▶ What you need to do: Please look for the string "semi" below and report every line in which it occurs.

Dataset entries
----------------

//! Plumb Indent - structural indentation verification
//!
//! Checks that the visual indentation of a parsed source file matches its
//! structure, and reports each mismatch with the expected and actual
//! columns. The tree is never modified.
//!
//! # Architecture
//!
//! - [`IndentLevel`]: the set of columns a line may start at
//! - [`LineIndex`]: expanded columns and line starts, computed once per tree
//! - [`SpanSet`]: leftmost node per line of a subtree
//! - [`HandlerKind`]: which construct governs a node
//! - `check`: the walk, one handler per governed node, chained to the
//!   nearest enclosing handler
//!
//! Checking one tree is single-threaded; [`check_batch`] checks many trees
//! in parallel.
//!
//! # Example
//!
//! ```
//! use plumb_ast::{TokenKind, TreeBuilder};
//! use plumb_indent::{IndentConfig, IndentationCheck};
//!
//! # fn main() -> Result<(), Box<dyn std::error::Error>> {
//! let mut b = TreeBuilder::with_source("class A {\n  int x;\n}\n");
//! let modifiers = b.node(TokenKind::Modifiers, [])?;
//! let keyword = b.token(TokenKind::LiteralClass, "class")?;
//! let name = b.token(TokenKind::Ident, "A")?;
//! let lcurly = b.token(TokenKind::Lcurly, "{")?;
//! let field_modifiers = b.node(TokenKind::Modifiers, [])?;
//! let int = b.token(TokenKind::LiteralInt, "int")?;
//! let ty = b.node(TokenKind::Type, [int])?;
//! let x = b.token(TokenKind::Ident, "x")?;
//! let semi = b.token(TokenKind::Semi, ";")?;
//! let field = b.node(TokenKind::VariableDef, [field_modifiers, ty, x, semi])?;
//! let rcurly = b.token(TokenKind::Rcurly, "}")?;
//! let body = b.node(TokenKind::Objblock, [lcurly, field, rcurly])?;
//! let class = b.node(TokenKind::ClassDef, [modifiers, keyword, name, body])?;
//! let tree = b.finish([class])?;
//!
//! let check = IndentationCheck::new(IndentConfig::default())?;
//! let violations = check.check(&tree)?;
//! assert_eq!(violations.len(), 1);
//! assert_eq!(
//!     violations[0].message(),
//!     "'member def type' has incorrect indentation level 2, expected level should be 4."
//! );
//! # Ok(())
//! # }
//! ```

mod batch;
mod check;
mod config;
mod error;
mod handler;
mod level;
mod position;
mod span_set;
mod violation;

use plumb_ast::SyntaxTree;
use tracing::warn;

pub use batch::check_batch;
pub use config::{ConfigError, IndentConfig, StrictPolicy};
pub use error::CheckError;
pub use handler::HandlerKind;
pub use level::IndentLevel;
pub use position::{first_ast_node, last_descendant, LineIndex};
pub use span_set::SpanSet;
pub use violation::{Violation, ViolationKind, ViolationSink};

use check::Checker;

/// A validated configuration, ready to check trees.
///
/// Holds no per-tree state, so one instance can be shared across threads.
#[derive(Clone, Debug, Default)]
pub struct IndentationCheck {
    config: IndentConfig,
}

/// Result of [`IndentationCheck::check_isolated`].
#[derive(Clone, Debug, Default, PartialEq, Eq)]
pub struct CheckReport {
    /// Violations of every construct that could be measured, by position.
    pub violations: Vec<Violation>,
    /// Constructs that could not be measured.
    pub errors: Vec<CheckError>,
}

impl CheckReport {
    /// True if nothing was reported and nothing failed.
    pub fn is_clean(&self) -> bool {
        self.violations.is_empty() && self.errors.is_empty()
    }
}

impl IndentationCheck {
    pub fn new(config: IndentConfig) -> Result<Self, ConfigError> {
        config.validate()?;
        Ok(IndentationCheck { config })
    }

    pub fn config(&self) -> &IndentConfig {
        &self.config
    }

    /// Check a whole tree and return its violations ordered by position.
    ///
    /// Stops at the first construct that breaks a structural guarantee.
    #[tracing::instrument(level = "debug", skip_all, fields(nodes = tree.len()))]
    pub fn check(&self, tree: &SyntaxTree) -> Result<Vec<Violation>, CheckError> {
        let mut violations = Vec::new();
        self.check_into(tree, &mut violations)?;
        violations.sort_by_key(|v| v.position);
        Ok(violations)
    }

    /// Check a whole tree, sending violations to `sink` in walk order.
    pub fn check_into(
        &self,
        tree: &SyntaxTree,
        sink: &mut dyn ViolationSink,
    ) -> Result<(), CheckError> {
        Checker::new(tree, &self.config, sink).check_all()
    }

    /// Check each top-level construct on its own, so a malformed construct
    /// does not hide violations in its siblings.
    #[tracing::instrument(level = "debug", skip_all, fields(nodes = tree.len()))]
    pub fn check_isolated(&self, tree: &SyntaxTree) -> CheckReport {
        let mut violations = Vec::new();
        let mut errors = Vec::new();
        {
            let mut checker = Checker::new(tree, &self.config, &mut violations);
            for node in tree.children(tree.root()) {
                if let Err(error) = checker.check_top_level(node) {
                    warn!(%error, "construct skipped");
                    errors.push(error);
                }
            }
        }
        violations.sort_by_key(|v| v.position);
        CheckReport { violations, errors }
    }
}
//! Node identifiers and source positions.

use std::fmt;

/// Index into a [`SyntaxTree`](crate::SyntaxTree) node arena.
///
/// Ids handed out by a [`TreeBuilder`](crate::TreeBuilder) stay valid in the
/// finished tree.
#[derive(Copy, Clone, Eq, PartialEq, Hash, PartialOrd, Ord)]
#[repr(transparent)]
pub struct NodeId(u32);

impl NodeId {
    /// Create a new `NodeId`.
    #[inline]
    pub const fn new(index: u32) -> Self {
        NodeId(index)
    }

    /// Get the index into the arena.
    #[inline]
    pub const fn index(self) -> usize {
        self.0 as usize
    }

    /// Get the raw u32 value.
    #[inline]
    pub const fn raw(self) -> u32 {
        self.0
    }
}

impl fmt::Debug for NodeId {
    fn fmt(&self, f: &mut fmt::Formatter<'_>) -> fmt::Result {
        write!(f, "NodeId({})", self.0)
    }
}

/// A 0-based line and raw column.
///
/// The column counts chars, so a tab counts as one column here. Tab
/// expansion happens in the checker, which knows the configured tab width.
#[derive(Copy, Clone, Eq, PartialEq, Hash, Debug, Default, PartialOrd, Ord)]
#[cfg_attr(feature = "serde", derive(serde::Serialize, serde::Deserialize))]
pub struct Position {
    pub line: u32,
    pub column: u32,
}

impl Position {
    #[inline]
    pub const fn new(line: u32, column: u32) -> Self {
        Position { line, column }
    }
}

/// Displays as 1-based `line:column`, the way editors count.
impl fmt::Display for Position {
    fn fmt(&self, f: &mut fmt::Formatter<'_>) -> fmt::Result {
        write!(f, "{}:{}", self.line + 1, self.column + 1)
    }
}
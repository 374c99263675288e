//! Tree construction errors.

use crate::{NodeId, Position, TokenKind};

/// Why a [`TreeBuilder`](crate::TreeBuilder) rejected an operation.
#[derive(Clone, Debug, PartialEq, Eq, thiserror::Error)]
pub enum TreeError {
    #[error("token text {text:?} not found at or after {position}")]
    TextNotFound { text: String, position: Position },

    #[error("cannot locate {kind} token: the builder has no source text")]
    NoSource { kind: TokenKind },

    #[error("{node:?} does not belong to this builder")]
    UnknownNode { node: NodeId },

    #[error("{node:?} already has a parent")]
    AlreadyAttached { node: NodeId },

    #[error("{node:?} cannot be its own child")]
    SelfParent { node: NodeId },

    #[error("{node:?} is not reachable from the tree root")]
    Detached { node: NodeId },
}
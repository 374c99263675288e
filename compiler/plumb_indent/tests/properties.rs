//! Property tests over levels and generated sources.

#![allow(clippy::unwrap_used, reason = "Tests can panic")]

mod common;

use common::{check, class_with_field_at, field_class, Source};
use plumb_ast::SyntaxTree;
use plumb_indent::{check_batch, IndentConfig, IndentLevel, IndentationCheck};
use pretty_assertions::assert_eq;
use proptest::prelude::*;

proptest! {
    #[test]
    fn offset_level_accepts_exactly_the_shifted_columns(
        base in prop::collection::vec(0u32..64, 1..4),
        k in 0i64..32,
        column in 0u32..128,
    ) {
        let level = base[1..]
            .iter()
            .fold(IndentLevel::new(base[0]), |level, &c| level.with_column(c));
        let shifted = level.offset(k);
        let expected =
            i64::from(column) >= k && level.is_acceptable((i64::from(column) - k) as u32);
        prop_assert_eq!(shifted.is_acceptable(column), expected);
    }

    #[test]
    fn only_the_basic_offset_is_accepted_for_a_field(column in 0usize..16) {
        let tree = field_class(&class_with_field_at(column));
        let violations = check(&tree);
        if column == 4 {
            prop_assert!(violations.is_empty());
        } else {
            prop_assert_eq!(violations.len(), 1);
            prop_assert_eq!(violations[0].actual, column as u32);
            prop_assert_eq!(&violations[0].expected, &IndentLevel::new(4));
        }
    }

    #[test]
    fn checking_is_idempotent(
        columns in prop::collection::vec(0usize..12, 1..8),
        basic_offset in 1u32..9,
    ) {
        let tree = fields_class(&columns);
        let config = IndentConfig::new().with_basic_offset(basic_offset);
        let check = IndentationCheck::new(config).unwrap();
        let first = check.check(&tree).unwrap();

        let misplaced = columns.iter().filter(|&&c| c != basic_offset as usize).count();
        prop_assert_eq!(first.len(), misplaced);
        prop_assert!(first.windows(2).all(|pair| pair[0].position < pair[1].position));

        let second = check.check(&tree).unwrap();
        prop_assert_eq!(first, second);
    }
}

/// `class A { int f0; int f1; .. }` with field `i` at `columns[i]`.
fn fields_class(columns: &[usize]) -> SyntaxTree {
    let mut text = String::from("class A {\n");
    for (i, column) in columns.iter().enumerate() {
        text.push_str(&format!("{}int f{i};\n", " ".repeat(*column)));
    }
    text.push_str("}\n");
    let mut s = Source::new(&text);
    let class = s.class("A", |s| {
        (0..columns.len())
            .map(|i| s.int_field(&format!("f{i}")))
            .collect()
    });
    s.finish([class])
}

#[test]
fn batch_results_follow_input_order() {
    let trees: Vec<_> = [4, 2, 6, 4]
        .into_iter()
        .map(|column| field_class(&class_with_field_at(column)))
        .collect();
    let results = check_batch(&IndentationCheck::default(), &trees);
    let actual: Vec<Vec<u32>> = results
        .into_iter()
        .map(|result| result.unwrap().iter().map(|v| v.actual).collect())
        .collect();
    assert_eq!(actual, vec![vec![], vec![2], vec![6], vec![]]);
}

----------------

▶ Exercise response:
//! let semi = b.token(TokenKind::Semi, ";")?;
//! let field = b.node(TokenKind::VariableDef, [field_modifiers, ty, x, semi])?;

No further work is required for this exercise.